Che Gorbaciov fosse considerato adatto a vendere i prodotti del lusso occidentale – essendo stato il Presidente di un Paese che era sempre andato fiero dei suoi completi eleganti Bolshevichka, dei suoi orologi Pobeda, delle sue sneakers Dva mjachá – sottolineava quanto grande fosse la distanza che in Occidente si percepiva tra lui e i suoi predecessori. Non per niente, in molti in queste ore lo ricordano come l’uomo che provò ad affermare la gentilezza del diritto in un Paese abituato alla brutalità della forza. Gorbaciov emetteva vibrazioni gentili, un’aura docile che nelle sue trasposizioni pop culturali gli hanno permesso di diventare persino buffo. Nel suo film Così lontano così vicino, Wim Wenders lo inserisce in un cast di personaggi che interpretano se stessi che comprende anche Lou Reed e Peter Falk. C’è un episodio dei Simpson in cui George Bush padre si trasferisce a Springfield e Gorbaciov va a portargli un regalo di benvenuto nella nuova residenza. In Rocky IV, il primo membro del Partito a tributare allo Stallone Italiano la meritata standing ovation è proprio Gorbaciov (interpretato da David Lloyd Austin). Quando si arrivava alla fine di Street Fighter II con il wrestler sovietico Zangief, il premio era la possibilità di ballare la prisyádka con Gorbaciov. Nel 1989 Nina Hagen incise “Mikhail, Mikhail (Gorbachev Rap)” e l’anno dopo la moglie di Gorbaciov, Raissa, la invitò come ospite d’onore al Festival della cultura femminista di Mosca. Sempre nel 1989 il Presidente finì pure sulla copertina di un disco, In Gorbachev We Trust, della band scozzese The Shamen. Non solo la band affermava di credere in lui come gli americani in Dio, ma lo raffiguravano pure con una corona di spine posata sulla testa.

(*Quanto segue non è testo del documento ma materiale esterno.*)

//! Evidence retrieval: rank passages against a claim embedding.
//!
//! Beyond the single best passage, retrieval separates "best match among
//! cited sources" from "best match globally". When the answer cited source
//! X but the strongest evidence lives in uncited source Y, the draft answer
//! under-cited or mis-cited, and the aggregator penalizes that signal.

use crate::types::{Passage, RetrievalResult};
use crosscheck_common::{CrosscheckError, Result, VerifyConfig};

/// Cosine similarity between two equal-length vectors. A zero-norm vector
/// yields 0.0 rather than NaN.
pub fn cosine_similarity(a: &[f32], b: &[f32]) -> f32 {
    let mut dot = 0.0f32;
    let mut norm_a = 0.0f32;
    let mut norm_b = 0.0f32;
    for (x, y) in a.iter().zip(b.iter()) {
        dot += x * y;
        norm_a += x * x;
        norm_b += y * y;
    }
    if norm_a == 0.0 || norm_b == 0.0 {
        return 0.0;
    }
    dot / (norm_a.sqrt() * norm_b.sqrt())
}

/// Rank every passage against the claim embedding and report the best
/// match, the best cited-source match, and whether the two disagree enough
/// to flag a citation mismatch.
///
/// Preconditions (programming errors, not degraded outputs): at least one
/// passage, embeddings aligned 1:1 with passages, and every embedding the
/// same dimension as the claim's.
pub fn retrieve_evidence(
    claim_embedding: &[f32],
    passages: &[Passage],
    passage_embeddings: &[Vec<f32>],
    cited_source_indices: &[usize],
    cfg: &VerifyConfig,
) -> Result<RetrievalResult> {
    if passages.is_empty() || passages.len() != passage_embeddings.len() {
        return Err(CrosscheckError::NoPassages);
    }
    for embedding in passage_embeddings {
        if embedding.len() != claim_embedding.len() {
            return Err(CrosscheckError::DimensionMismatch {
                expected: claim_embedding.len(),
                got: embedding.len(),
            });
        }
    }

    let mut best_index = 0usize;
    let mut global_best = f32::MIN;
    let mut cited_best: Option<f32> = None;

    for (i, embedding) in passage_embeddings.iter().enumerate() {
        let similarity = cosine_similarity(claim_embedding, embedding);
        if similarity > global_best {
            global_best = similarity;
            best_index = i;
        }
        if cited_source_indices.contains(&passages[i].source_index) {
            cited_best = Some(cited_best.map_or(similarity, |c: f32| c.max(similarity)));
        }
    }

    let cited_source_support = cited_best.unwrap_or(0.0);
    let best_passage = passages[best_index].clone();

    let citation_mismatch = !cited_source_indices.is_empty()
        && global_best - cited_source_support > cfg.citation_mismatch_margin
        && !cited_source_indices.contains(&best_passage.source_index);

    tracing::trace!(
        global_best,
        cited_source_support,
        citation_mismatch,
        best_source = best_passage.source_index,
        "retrieval scored"
    );

    Ok(RetrievalResult {
        best_passage,
        global_best_support: global_best,
        cited_source_support,
        citation_mismatch,
    })
}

Forse, però, il motivo per il quale davvero, proprio oggi, Gorbaciov sembra una figura così pop è la nostalgia, la materia di cui è fatta ormai tutta la cultura pop contemporanea. In queste ore sui social sta girando molto una foto che ritrae Gorbaciov, Reagan e Bush padre a New York, con le Torri Gemelle sullo sfondo. «Niente di quello che c’è in questa foto esiste più», dicono diversi commenti. Probabilmente tutto si spiega così: con Gorbaciov finisce il mondo in cui, a un certo punto, si scoprì che un ex leader dell’Unione Sovietica era capace di pronunciare una frase come «non c’è nulla di più prezioso della vita umana». Gorbaciov questa frase l’aveva ripetuta recentemente, quando gli avevano chiesto la sua opinione sull’invasione russa dell’Ucraina.